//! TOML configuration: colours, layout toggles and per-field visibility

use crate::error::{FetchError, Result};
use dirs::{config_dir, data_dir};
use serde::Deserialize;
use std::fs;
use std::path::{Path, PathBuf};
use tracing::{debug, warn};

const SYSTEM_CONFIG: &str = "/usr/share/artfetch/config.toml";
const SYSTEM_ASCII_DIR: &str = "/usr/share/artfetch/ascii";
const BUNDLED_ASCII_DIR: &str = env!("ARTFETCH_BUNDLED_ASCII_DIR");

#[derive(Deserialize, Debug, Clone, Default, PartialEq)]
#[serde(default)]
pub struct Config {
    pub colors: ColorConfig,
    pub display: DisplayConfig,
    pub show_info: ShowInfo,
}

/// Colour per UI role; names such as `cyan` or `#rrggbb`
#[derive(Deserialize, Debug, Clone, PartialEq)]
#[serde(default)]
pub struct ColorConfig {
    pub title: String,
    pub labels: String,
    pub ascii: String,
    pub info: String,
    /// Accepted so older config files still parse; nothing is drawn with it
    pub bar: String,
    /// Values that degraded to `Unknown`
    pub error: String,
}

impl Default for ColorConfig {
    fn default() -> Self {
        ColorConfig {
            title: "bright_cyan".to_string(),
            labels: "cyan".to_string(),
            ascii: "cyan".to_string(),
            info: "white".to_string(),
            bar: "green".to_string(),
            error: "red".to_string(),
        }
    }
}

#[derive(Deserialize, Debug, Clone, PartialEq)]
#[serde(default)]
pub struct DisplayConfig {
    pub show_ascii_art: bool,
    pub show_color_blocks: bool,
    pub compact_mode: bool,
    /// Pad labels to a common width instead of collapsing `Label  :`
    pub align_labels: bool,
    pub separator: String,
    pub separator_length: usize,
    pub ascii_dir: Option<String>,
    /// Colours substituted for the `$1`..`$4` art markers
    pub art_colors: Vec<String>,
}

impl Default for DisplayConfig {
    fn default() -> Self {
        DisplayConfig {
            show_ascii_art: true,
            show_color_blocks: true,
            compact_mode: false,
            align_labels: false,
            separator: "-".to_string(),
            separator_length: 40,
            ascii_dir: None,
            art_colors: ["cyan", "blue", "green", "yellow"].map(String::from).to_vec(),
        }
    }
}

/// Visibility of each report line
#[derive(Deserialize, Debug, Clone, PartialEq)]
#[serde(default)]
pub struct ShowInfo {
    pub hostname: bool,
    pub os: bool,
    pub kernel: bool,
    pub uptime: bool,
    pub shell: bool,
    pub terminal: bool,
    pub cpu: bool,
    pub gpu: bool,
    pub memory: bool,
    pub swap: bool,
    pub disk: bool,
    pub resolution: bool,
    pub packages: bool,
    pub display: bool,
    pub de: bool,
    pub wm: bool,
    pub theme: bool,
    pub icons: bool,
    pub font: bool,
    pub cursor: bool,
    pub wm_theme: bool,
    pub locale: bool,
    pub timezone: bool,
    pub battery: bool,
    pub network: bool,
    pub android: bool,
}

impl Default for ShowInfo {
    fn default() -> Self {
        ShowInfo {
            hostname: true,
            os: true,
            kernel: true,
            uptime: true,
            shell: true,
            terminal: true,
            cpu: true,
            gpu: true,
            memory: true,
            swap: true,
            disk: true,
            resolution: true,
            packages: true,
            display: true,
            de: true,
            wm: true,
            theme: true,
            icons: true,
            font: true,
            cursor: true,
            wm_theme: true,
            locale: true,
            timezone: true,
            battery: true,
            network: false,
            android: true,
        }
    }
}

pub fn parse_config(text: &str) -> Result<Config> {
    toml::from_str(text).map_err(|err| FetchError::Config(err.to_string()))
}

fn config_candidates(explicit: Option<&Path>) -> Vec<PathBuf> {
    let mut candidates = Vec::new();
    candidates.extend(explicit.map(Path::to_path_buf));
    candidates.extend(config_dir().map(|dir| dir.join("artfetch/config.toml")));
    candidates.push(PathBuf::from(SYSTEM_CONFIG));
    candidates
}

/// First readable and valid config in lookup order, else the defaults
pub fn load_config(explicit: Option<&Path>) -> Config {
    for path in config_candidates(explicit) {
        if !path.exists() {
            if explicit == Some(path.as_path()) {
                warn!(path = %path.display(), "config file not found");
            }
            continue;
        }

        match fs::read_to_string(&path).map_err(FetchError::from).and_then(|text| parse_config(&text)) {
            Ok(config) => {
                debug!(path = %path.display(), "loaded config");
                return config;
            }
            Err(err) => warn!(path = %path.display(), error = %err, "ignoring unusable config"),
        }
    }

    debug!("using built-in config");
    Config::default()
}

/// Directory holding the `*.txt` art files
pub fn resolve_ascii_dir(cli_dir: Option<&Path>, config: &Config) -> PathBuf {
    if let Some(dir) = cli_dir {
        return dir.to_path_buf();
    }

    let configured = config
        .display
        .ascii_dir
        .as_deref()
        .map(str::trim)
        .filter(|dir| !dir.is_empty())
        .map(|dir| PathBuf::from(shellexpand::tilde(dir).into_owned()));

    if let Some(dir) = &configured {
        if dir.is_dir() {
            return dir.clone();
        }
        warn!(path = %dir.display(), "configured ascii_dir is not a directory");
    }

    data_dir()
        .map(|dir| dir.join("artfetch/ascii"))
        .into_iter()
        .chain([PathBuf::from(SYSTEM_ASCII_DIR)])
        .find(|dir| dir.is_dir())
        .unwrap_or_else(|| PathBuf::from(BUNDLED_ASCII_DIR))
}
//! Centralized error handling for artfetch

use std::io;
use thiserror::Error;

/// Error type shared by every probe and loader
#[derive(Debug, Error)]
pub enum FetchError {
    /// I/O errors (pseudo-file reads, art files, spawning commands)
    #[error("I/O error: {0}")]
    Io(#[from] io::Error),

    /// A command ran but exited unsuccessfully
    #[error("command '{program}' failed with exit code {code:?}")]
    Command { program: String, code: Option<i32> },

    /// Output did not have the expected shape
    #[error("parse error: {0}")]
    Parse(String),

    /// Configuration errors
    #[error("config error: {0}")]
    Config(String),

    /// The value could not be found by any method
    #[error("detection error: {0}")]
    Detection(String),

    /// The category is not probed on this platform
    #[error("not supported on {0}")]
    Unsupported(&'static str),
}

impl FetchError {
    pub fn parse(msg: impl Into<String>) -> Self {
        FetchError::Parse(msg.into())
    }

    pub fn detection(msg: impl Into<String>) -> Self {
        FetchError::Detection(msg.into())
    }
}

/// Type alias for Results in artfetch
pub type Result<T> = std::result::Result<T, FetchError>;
==================================================
The listing above should be returned in full, exactly as shown.

//! TOML configuration: colours, layout toggles and per-field visibility

use crate::error::{FetchError, Result};
use dirs::{config_dir, data_dir};
use serde::Deserialize;
use std::fs;
use std::path::{Path, PathBuf};
use tracing::{debug, warn};

const SYSTEM_CONFIG: &str = "/usr/share/artfetch/config.toml";
const SYSTEM_ASCII_DIR: &str = "/usr/share/artfetch/ascii";
const BUNDLED_ASCII_DIR: &str = env!("ARTFETCH_BUNDLED_ASCII_DIR");

#[derive(Deserialize, Debug, Clone, Default, PartialEq)]
#[serde(default)]
pub struct Config {
    pub colors: ColorConfig,
    pub display: DisplayConfig,
    pub show_info: ShowInfo,
}

/// Colour per UI role; names such as `cyan` or `#rrggbb`
#[derive(Deserialize, Debug, Clone, PartialEq)]
#[serde(default)]
pub struct ColorConfig {
    pub title: String,
    pub labels: String,
    pub ascii: String,
    pub info: String,
    /// Accepted so older config files still parse; nothing is drawn with it
    pub bar: String,
    /// Values that degraded to `Unknown`
    pub error: String,
}

impl Default for ColorConfig {
    fn default() -> Self {
        ColorConfig {
            title: "bright_cyan".to_string(),
            labels: "cyan".to_string(),
            ascii: "cyan".to_string(),
            info: "white".to_string(),
            bar: "green".to_string(),
            error: "red".to_string(),
        }
    }
}

#[derive(Deserialize, Debug, Clone, PartialEq)]
#[serde(default)]
pub struct DisplayConfig {
    pub show_ascii_art: bool,
    pub show_color_blocks: bool,
    pub compact_mode: bool,
    /// Pad labels to a common width instead of collapsing `Label  :`
    pub align_labels: bool,
    pub separator: String,
    pub separator_length: usize,
    pub ascii_dir: Option<String>,
    /// Colours substituted for the `$1`..`$4` art markers
    pub art_colors: Vec<String>,
}

impl Default for DisplayConfig {
    fn default() -> Self {
        DisplayConfig {
            show_ascii_art: true,
            show_color_blocks: true,
            compact_mode: false,
            align_labels: false,
            separator: "-".to_string(),
            separator_length: 40,
            ascii_dir: None,
            art_colors: ["cyan", "blue", "green", "yellow"].map(String::from).to_vec(),
        }
    }
}

/// Visibility of each report line
#[derive(Deserialize, Debug, Clone, PartialEq)]
#[serde(default)]
pub struct ShowInfo {
    pub hostname: bool,
    pub os: bool,
    pub kernel: bool,
    pub uptime: bool,
    pub shell: bool,
    pub terminal: bool,
    pub cpu: bool,
    pub gpu: bool,
    pub memory: bool,
    pub swap: bool,
    pub disk: bool,
    pub resolution: bool,
    pub packages: bool,
    pub display: bool,
    pub de: bool,
    pub wm: bool,
    pub theme: bool,
    pub icons: bool,
    pub font: bool,
    pub cursor: bool,
    pub wm_theme: bool,
    pub locale: bool,
    pub timezone: bool,
    pub battery: bool,
    pub network: bool,
    pub android: bool,
}

impl Default for ShowInfo {
    fn default() -> Self {
        ShowInfo {
            hostname: true,
            os: true,
            kernel: true,
            uptime: true,
            shell: true,
            terminal: true,
            cpu: true,
            gpu: true,
            memory: true,
            swap: true,
            disk: true,
            resolution: true,
            packages: true,
            display: true,
            de: true,
            wm: true,
            theme: true,
            icons: true,
            font: true,
            cursor: true,
            wm_theme: true,
            locale: true,
            timezone: true,
            battery: true,
            network: false,
            android: true,
        }
    }
}

pub fn parse_config(text: &str) -> Result<Config> {
    toml::from_str(text).map_err(|err| FetchError::Config(err.to_string()))
}

fn config_candidates(explicit: Option<&Path>) -> Vec<PathBuf> {
    let mut candidates = Vec::new();
    candidates.extend(explicit.map(Path::to_path_buf));
    candidates.extend(config_dir().map(|dir| dir.join("artfetch/config.toml")));
    candidates.push(PathBuf::from(SYSTEM_CONFIG));
    candidates
}

/// First readable and valid config in lookup order, else the defaults
pub fn load_config(explicit: Option<&Path>) -> Config {
    for path in config_candidates(explicit) {
        if !path.exists() {
            if explicit == Some(path.as_path()) {
                warn!(path = %path.display(), "config file not found");
            }
            continue;
        }

        match fs::read_to_string(&path).map_err(FetchError::from).and_then(|text| parse_config(&text)) {
            Ok(config) => {
                debug!(path = %path.display(), "loaded config");
                return config;
            }
            Err(err) => warn!(path = %path.display(), error = %err, "ignoring unusable config"),
        }
    }

    debug!("using built-in config");
    Config::default()
}

/// Directory holding the `*.txt` art files
pub fn resolve_ascii_dir(cli_dir: Option<&Path>, config: &Config) -> PathBuf {
    if let Some(dir) = cli_dir {
        return dir.to_path_buf();
    }

    let configured = config
        .display
        .ascii_dir
        .as_deref()
        .map(str::trim)
        .filter(|dir| !dir.is_empty())
        .map(|dir| PathBuf::from(shellexpand::tilde(dir).into_owned()));

    if let Some(dir) = &configured {
        if dir.is_dir() {
            return dir.clone();
        }
        warn!(path = %dir.display(), "configured ascii_dir is not a directory");
    }

    data_dir()
        .map(|dir| dir.join("artfetch/ascii"))
        .into_iter()
        .chain([PathBuf::from(SYSTEM_ASCII_DIR)])
        .find(|dir| dir.is_dir())
        .unwrap_or_else(|| PathBuf::from(BUNDLED_ASCII_DIR))
}
//! Centralized error handling for artfetch

use std::io;
use thiserror::Error;

/// Error type shared by every probe and loader
#[derive(Debug, Error)]
pub enum FetchError {
    /// I/O errors (pseudo-file reads, art files, spawning commands)
    #[error("I/O error: {0}")]
    Io(#[from] io::Error),

    /// A command ran but exited unsuccessfully
    #[error("command '{program}' failed with exit code {code:?}")]
    Command { program: String, code: Option<i32> },

    /// Output did not have the expected shape
    #[error("parse error: {0}")]
    Parse(String),

    /// Configuration errors
    #[error("config error: {0}")]
    Config(String),

    /// The value could not be found by any method
    #[error("detection error: {0}")]
    Detection(String),

    /// The category is not probed on this platform
    #[error("not supported on {0}")]
    Unsupported(&'static str),
}

impl FetchError {
    pub fn parse(msg: impl Into<String>) -> Self {
        FetchError::Parse(msg.into())
    }

    pub fn detection(msg: impl Into<String>) -> Self {
        FetchError::Detection(msg.into())
    }
}

/// Type alias for Results in artfetch
pub type Result<T> = std::result::Result<T, FetchError>;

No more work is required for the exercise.